Premesso che anche nel mondo dell’informazione è obbligatorio verificare i fatti oltre l’apparenza, gli studiosi invitano il pubblico a controllare i metadati, il codice digitale che rende tracciabile in forma nascosta ogni singola foto: è una operazione facilitata da applicazioni come Adobe Bridge.
Inoltre, avvertono gli esperti, è bene cercare anche gli errori nelle riprese: controllare la prospettiva, l’angolazione delle ombre, persino la coerenza temporale.
Facciamo un esempio: recentemente gli organi di informazione russi hanno pubblicato la foto di una importante riunione di governo svoltasi al Cremlino. Erano ritratti due dirigenti, l’uno ripreso accanto all’altro. Dettaglio rivelatore: l’orologio di ciascuno segnava un orario completamente diverso da quello del vicino collega.
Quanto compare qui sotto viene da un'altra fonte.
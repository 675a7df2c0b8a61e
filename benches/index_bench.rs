use criterion::{criterion_group, criterion_main, BenchmarkId, Criterion};
use quilldb::{execute_sql, Database, Value};
use std::hint::black_box;

fn setup_populated_db(n: usize) -> Database {
    let mut db = Database::new();
    execute_sql(&mut db, "CREATE TABLE users (id INT PRIMARY KEY, email TEXT UNIQUE, age INT)").unwrap();

    let table = db.get_table_mut("users").unwrap();
    let columns = ["id".to_string(), "email".to_string(), "age".to_string()];
    for i in 0..n {
        let row = vec![
            Value::Integer(i as i64),
            Value::Text(format!("user{}@example.com", i)),
            Value::Integer((i % 100) as i64),
        ];
        table.insert(&columns, row).unwrap();
    }
    db
}

fn bench_point_lookup(c: &mut Criterion) {
    let mut group = c.benchmark_group("Where_Equality");

    for n in [1_000, 10_000] {
        let mut db = setup_populated_db(n);
        let target = n / 2;

        group.bench_with_input(BenchmarkId::new("indexed_primary_key", n), &n, |b, _| {
            let sql = format!("SELECT * FROM users WHERE id = {}", target);
            b.iter(|| black_box(execute_sql(&mut db, black_box(&sql)).unwrap()));
        });

        group.bench_with_input(BenchmarkId::new("full_scan", n), &n, |b, _| {
            let sql = format!("SELECT * FROM users WHERE age = {}", target % 100);
            b.iter(|| black_box(execute_sql(&mut db, black_box(&sql)).unwrap()));
        });
    }
    group.finish();
}

fn bench_insert_sql(c: &mut Criterion) {
    let mut group = c.benchmark_group("Insert_SQL_Pipeline");
    group.bench_function("insert_with_two_indexes", |b| {
        let mut db = Database::new();
        execute_sql(&mut db, "CREATE TABLE t (id INT PRIMARY KEY, n TEXT UNIQUE)").unwrap();
        let mut next = 0i64;
        b.iter(|| {
            next += 1;
            let sql = format!("INSERT INTO t (id, n) VALUES ({}, 'v{}')", next, next);
            execute_sql(&mut db, black_box(&sql)).unwrap();
        });
    });
    group.finish();
}

fn bench_join(c: &mut Criterion) {
    let mut group = c.benchmark_group("Inner_Join");

    for indexed in [true, false] {
        let mut db = setup_populated_db(1_000);
        let user_id = if indexed { "user_id INT UNIQUE" } else { "user_id INT" };
        execute_sql(
            &mut db,
            &format!("CREATE TABLE orders (order_id INT PRIMARY KEY, {}, total INT)", user_id),
        )
        .unwrap();
        for i in 0..1_000 {
            let sql = format!("INSERT INTO orders (order_id, user_id, total) VALUES ({}, {}, {})", i, i, i * 3);
            execute_sql(&mut db, &sql).unwrap();
        }

        let label = if indexed { "indexed_right_side" } else { "nested_loop_scan" };
        group.bench_function(label, |b| {
            b.iter(|| {
                black_box(
                    execute_sql(
                        &mut db,
                        "SELECT users.email, orders.total FROM users INNER JOIN orders ON users.id = orders.user_id",
                    )
                    .unwrap(),
                )
            });
        });
    }
    group.finish();
}

criterion_group!(benches, bench_point_lookup, bench_insert_sql, bench_join);
criterion_main!(benches);
//! CRUD Operations
//!
//! Insert, select, update and delete on a single table. Every mutation
//! validates first and applies second: a failing statement returns before
//! any row or index is touched.

use super::table::Table;
use crate::types::{RowId, RowSet, SqlRow, StoredRow, Value};
use crate::{QuillError, Result};
use log::debug;
use std::collections::HashSet;

/// Row filter evaluated against full (unprojected) rows
pub type RowPredicate<'a> = dyn Fn(&SqlRow) -> bool + 'a;

impl Table {
    /// Insert one row.
    ///
    /// Columns not named in `columns` are stored as NULL. Returns the
    /// identifier assigned to the new row.
    ///
    /// # Example
    /// ```ignore
    /// table.insert(&["id".into(), "name".into()], vec![1.into(), "Alice".into()])?;
    /// ```
    pub fn insert(&mut self, columns: &[String], values: Vec<Value>) -> Result<RowId> {
        if columns.len() != values.len() {
            return Err(QuillError::InvalidArgument(format!(
                "Column count mismatch: {} columns, {} values",
                columns.len(),
                values.len()
            )));
        }

        let mut data = SqlRow::with_capacity(self.schema().column_count());
        for (name, value) in columns.iter().zip(values) {
            let col = self.resolve_column(name)?;
            if data.contains_key(&col.name) {
                return Err(QuillError::InvalidArgument(format!(
                    "Column '{}' specified more than once",
                    col.name
                )));
            }
            self.check_type(col, &value)?;
            data.insert(col.name.clone(), value);
        }
        for col in &self.schema().columns {
            data.entry(col.name.clone()).or_insert(Value::Null);
        }

        self.check_constraints(&data, None)?;

        let row_id = self.allocate_row_id();
        let row = StoredRow::new(row_id, data);
        self.index_row(&row);
        self.rows_mut().insert(row_id, row);

        debug!("[insert] {} row_id={}", self.name(), row_id);
        Ok(row_id)
    }

    /// Scan all rows, keep those matching `predicate` and project `columns`
    /// (`None` = every column in declared order).
    pub fn select(&self, columns: Option<&[String]>, predicate: Option<&RowPredicate>) -> Result<RowSet> {
        let names = self.projection(columns)?;
        let mut result = RowSet::new(names);

        for row in self.rows() {
            if predicate.map_or(true, |p| p(&row.data)) {
                result.rows.push(project(row, &result.columns));
            }
        }

        Ok(result)
    }

    /// Project the rows with the given identifiers (index lookups).
    /// Unknown identifiers are skipped.
    pub fn select_ids<I>(&self, columns: Option<&[String]>, ids: I) -> Result<RowSet>
    where
        I: IntoIterator<Item = RowId>,
    {
        let names = self.projection(columns)?;
        let mut result = RowSet::new(names);

        for row_id in ids {
            if let Some(row) = self.get_row(row_id) {
                result.rows.push(project(row, &result.columns));
            }
        }

        Ok(result)
    }

    /// Apply `assignments` to every row matching `predicate`.
    ///
    /// All candidate rows are checked as if the assignment had already
    /// happened (excluding each row's own identifier from the uniqueness
    /// check) before any row changes. Two rows swapping unique values in
    /// one batch is therefore rejected.
    pub fn update(&mut self, assignments: &[(String, Value)], predicate: Option<&RowPredicate>) -> Result<usize> {
        let mut resolved: Vec<(String, Value)> = Vec::with_capacity(assignments.len());
        for (name, value) in assignments {
            let col = self.resolve_column(name)?;
            if resolved.iter().any(|(c, _)| *c == col.name) {
                return Err(QuillError::InvalidArgument(format!(
                    "Column '{}' assigned more than once",
                    col.name
                )));
            }
            self.check_type(col, value)?;
            resolved.push((col.name.clone(), value.clone()));
        }

        let candidates: Vec<RowId> = self
            .rows()
            .filter(|row| predicate.map_or(true, |p| p(&row.data)))
            .map(|row| row.row_id)
            .collect();

        // Validate every candidate before touching anything
        let mut planned: Vec<StoredRow> = Vec::with_capacity(candidates.len());
        let mut claimed: HashSet<(&str, &Value)> = HashSet::new();
        for row_id in candidates {
            let Some(current) = self.get_row(row_id) else { continue };
            let mut data = current.data.clone();
            for (column, value) in &resolved {
                data.insert(column.clone(), value.clone());
            }
            self.check_constraints(&data, Some(row_id))?;

            for (column, value) in &resolved {
                if value.is_null() || !self.has_index(column) {
                    continue;
                }
                if !claimed.insert((column.as_str(), value)) {
                    return Err(QuillError::ConstraintViolation(format!(
                        "Unique constraint violated: {}.{} = {} would be assigned to more than one row",
                        self.name(),
                        column,
                        value
                    )));
                }
            }

            planned.push(StoredRow::new(row_id, data));
        }

        let affected = planned.len();
        for row in planned {
            if let Some(old) = self.rows_mut().insert(row.row_id, row.clone()) {
                self.unindex_row(&old);
            }
            self.index_row(&row);
        }

        debug!("[update] {} affected={}", self.name(), affected);
        Ok(affected)
    }

    /// Delete every row matching `predicate`; returns the number removed
    pub fn delete(&mut self, predicate: Option<&RowPredicate>) -> Result<usize> {
        let doomed: Vec<RowId> = self
            .rows()
            .filter(|row| predicate.map_or(true, |p| p(&row.data)))
            .map(|row| row.row_id)
            .collect();

        for row_id in &doomed {
            if let Some(row) = self.rows_mut().remove(row_id) {
                self.unindex_row(&row);
            }
        }

        debug!("[delete] {} affected={}", self.name(), doomed.len());
        Ok(doomed.len())
    }

    /// Canonical output column names for a projection
    fn projection(&self, columns: Option<&[String]>) -> Result<Vec<String>> {
        match columns {
            None => Ok(self.schema().column_names()),
            Some(cols) => cols
                .iter()
                .map(|c| self.resolve_column(c).map(|def| def.name.clone()))
                .collect(),
        }
    }
}

fn project(row: &StoredRow, columns: &[String]) -> Vec<Value> {
    columns.iter().map(|c| row.get(c).clone()).collect()
}

#[cfg(test)]
mod tests {
    use super::*;
    use crate::types::{ColumnDef, ColumnType, TableSchema};

    fn people() -> Table {
        let mut schema = TableSchema::new(
            "people",
            vec![
                ColumnDef::new("id", ColumnType::Int).primary_key(),
                ColumnDef::new("email", ColumnType::Text).unique(),
                ColumnDef::new("age", ColumnType::Int),
            ],
        );
        schema.derive_primary_key();
        Table::new(schema)
    }

    fn cols(names: &[&str]) -> Vec<String> {
        names.iter().map(|s| s.to_string()).collect()
    }

    fn add(table: &mut Table, id: i64, email: &str, age: i64) -> RowId {
        table
            .insert(&cols(&["id", "email", "age"]), vec![id.into(), email.into(), age.into()])
            .unwrap()
    }

    fn email_is<'a>(email: &'a str) -> impl Fn(&SqlRow) -> bool + 'a {
        move |row: &SqlRow| row.get("email") == Some(&Value::Text(email.to_string()))
    }

    #[test]
    fn test_insert_assigns_increasing_ids() {
        let mut table = people();
        assert_eq!(add(&mut table, 1, "a@x", 30), 1);
        assert_eq!(add(&mut table, 2, "b@x", 40), 2);
        assert_eq!(table.row_count(), 2);
        assert_eq!(table.next_row_id(), 3);
    }

    #[test]
    fn test_insert_fills_missing_columns_with_null() {
        let mut table = people();
        let id = table.insert(&cols(&["ID"]), vec![Value::Integer(7)]).unwrap();
        let row = table.get_row(id).unwrap();
        assert_eq!(row.get("email"), &Value::Null);
        assert_eq!(row.get("age"), &Value::Null);
        assert_eq!(row.data.len(), 3);
    }

    #[test]
    fn test_insert_validation_errors() {
        let mut table = people();
        assert!(matches!(
            table.insert(&cols(&["id", "age"]), vec![Value::Integer(1)]),
            Err(QuillError::InvalidArgument(_))
        ));
        assert!(matches!(
            table.insert(&cols(&["id", "height"]), vec![1.into(), 2.into()]),
            Err(QuillError::ColumnNotFound(_))
        ));
        assert!(matches!(
            table.insert(&cols(&["id", "age"]), vec![1.into(), "old".into()]),
            Err(QuillError::TypeMismatch(_))
        ));
        assert!(matches!(
            table.insert(&cols(&["id", "id"]), vec![1.into(), 2.into()]),
            Err(QuillError::InvalidArgument(_))
        ));
        assert!(matches!(
            table.insert(&cols(&["age"]), vec![Value::Integer(3)]),
            Err(QuillError::ConstraintViolation(_))
        ));
        assert_eq!(table.row_count(), 0);
        assert_eq!(table.next_row_id(), 1);
    }

    #[test]
    fn test_insert_duplicate_key_leaves_table_unchanged() {
        let mut table = people();
        add(&mut table, 1, "a@x", 30);

        let err = table
            .insert(&cols(&["id", "email"]), vec![1.into(), "other@x".into()])
            .unwrap_err();
        assert!(matches!(err, QuillError::ConstraintViolation(_)));

        let err = table
            .insert(&cols(&["id", "email"]), vec![2.into(), "a@x".into()])
            .unwrap_err();
        assert!(matches!(err, QuillError::ConstraintViolation(_)));

        assert_eq!(table.row_count(), 1);
        assert_eq!(table.index("email").unwrap().size(), 1);
        assert!(table.index("email").unwrap().lookup(&"other@x".into()).is_empty());
    }

    #[test]
    fn test_unique_column_allows_multiple_nulls() {
        let mut table = people();
        table.insert(&cols(&["id"]), vec![Value::Integer(1)]).unwrap();
        table.insert(&cols(&["id"]), vec![Value::Integer(2)]).unwrap();
        assert_eq!(table.row_count(), 2);
        assert!(table.index("email").unwrap().is_empty());
    }

    #[test]
    fn test_select_projection_and_predicate() {
        let mut table = people();
        add(&mut table, 1, "a@x", 30);
        add(&mut table, 2, "b@x", 40);

        let all = table.select(None, None).unwrap();
        assert_eq!(all.columns, cols(&["id", "email", "age"]));
        assert_eq!(all.rows[1], vec![Value::Integer(2), "b@x".into(), Value::Integer(40)]);

        let filter = email_is("b@x");
        let picked = table
            .select(Some(&cols(&["people.AGE", "id"])), Some(&filter))
            .unwrap();
        assert_eq!(picked.columns, cols(&["age", "id"]));
        assert_eq!(picked.rows, vec![vec![Value::Integer(40), Value::Integer(2)]]);

        assert!(matches!(
            table.select(Some(&cols(&["nope"])), None),
            Err(QuillError::ColumnNotFound(_))
        ));
    }

    #[test]
    fn test_select_ids_skips_unknown_rows() {
        let mut table = people();
        add(&mut table, 1, "a@x", 30);
        let result = table.select_ids(None, [1, 99]).unwrap();
        assert_eq!(result.len(), 1);
    }

    #[test]
    fn test_update_maintains_index() {
        let mut table = people();
        add(&mut table, 1, "a@x", 30);
        add(&mut table, 2, "b@x", 40);

        let filter = email_is("a@x");
        let n = table
            .update(&[("email".into(), "c@x".into())], Some(&filter))
            .unwrap();
        assert_eq!(n, 1);

        let index = table.index("email").unwrap();
        assert!(index.lookup(&"a@x".into()).is_empty());
        assert!(index.lookup(&"c@x".into()).contains(&1));
        assert_eq!(index.size(), 2);
    }

    #[test]
    fn test_update_to_own_value_is_allowed() {
        let mut table = people();
        add(&mut table, 1, "a@x", 30);
        let filter = email_is("a@x");
        let n = table
            .update(&[("id".into(), Value::Integer(1)), ("age".into(), Value::Integer(31))], Some(&filter))
            .unwrap();
        assert_eq!(n, 1);
        assert_eq!(table.get_row(1).unwrap().get("age"), &Value::Integer(31));
    }

    #[test]
    fn test_update_unique_collision_changes_nothing() {
        let mut table = people();
        add(&mut table, 1, "a@x", 30);
        add(&mut table, 2, "b@x", 40);

        let filter = email_is("b@x");
        let err = table
            .update(&[("email".into(), "a@x".into())], Some(&filter))
            .unwrap_err();
        assert!(matches!(err, QuillError::ConstraintViolation(_)));

        assert_eq!(table.get_row(1).unwrap().get("email"), &Value::from("a@x"));
        assert_eq!(table.get_row(2).unwrap().get("email"), &Value::from("b@x"));
        assert!(table.index("email").unwrap().lookup(&"b@x".into()).contains(&2));
        assert!(table.index("email").unwrap().lookup(&"a@x".into()).contains(&1));
    }

    #[test]
    fn test_update_same_unique_value_on_many_rows_is_rejected() {
        let mut table = people();
        add(&mut table, 1, "a@x", 30);
        add(&mut table, 2, "b@x", 40);

        let err = table.update(&[("email".into(), "z@x".into())], None).unwrap_err();
        assert!(matches!(err, QuillError::ConstraintViolation(_)));
        assert!(!table.index("email").unwrap().has(&"z@x".into()));
    }

    #[test]
    fn test_update_rejects_null_primary_key_and_bad_types() {
        let mut table = people();
        add(&mut table, 1, "a@x", 30);

        assert!(matches!(
            table.update(&[("id".into(), Value::Null)], None),
            Err(QuillError::ConstraintViolation(_))
        ));
        assert!(matches!(
            table.update(&[("age".into(), Value::Bool(true))], None),
            Err(QuillError::TypeMismatch(_))
        ));
        assert!(matches!(
            table.update(&[("ghost".into(), Value::Integer(1))], None),
            Err(QuillError::ColumnNotFound(_))
        ));
        assert_eq!(table.get_row(1).unwrap().get("id"), &Value::Integer(1));
    }

    #[test]
    fn test_update_null_unique_value_drops_index_entry() {
        let mut table = people();
        add(&mut table, 1, "a@x", 30);
        table.update(&[("email".into(), Value::Null)], None).unwrap();
        assert!(table.index("email").unwrap().is_empty());
    }

    #[test]
    fn test_delete_removes_rows_and_index_entries() {
        let mut table = people();
        add(&mut table, 1, "a@x", 30);
        add(&mut table, 2, "b@x", 40);

        let filter = email_is("a@x");
        assert_eq!(table.delete(Some(&filter)).unwrap(), 1);
        assert_eq!(table.row_count(), 1);
        assert!(table.index("id").unwrap().lookup(&Value::Integer(1)).is_empty());

        assert_eq!(table.delete(None).unwrap(), 1);
        assert_eq!(table.row_count(), 0);
        assert!(table.index("id").unwrap().is_empty());
        assert!(table.index("email").unwrap().is_empty());
    }

    #[test]
    fn test_row_ids_are_never_reused() {
        let mut table = people();
        add(&mut table, 1, "a@x", 30);
        table.delete(None).unwrap();
        assert_eq!(add(&mut table, 1, "a@x", 30), 2);
    }
}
Infine, se tutto questo ancora non bastasse, al pubblico non resta che tornare alla regola base del giornalismo, alle famose 5 W, più una H: who, what, where, when, why, e how, ovvero domandarsi chi-cosa-dove-quando-per-ché e soprattutto come nasce una notizia. Sia come sia, raccomandano gli esperti, è sempre buona regola diffidare dai portali sconosciuti.
Basta poco, lo abbiamo appena visto, per intercettare le disinformazioni contenute nelle cronache sul conflitto ucraino, e non solo in quelle. È una battaglia pacifica e silenziosa, ma che tutti possiamo vincere.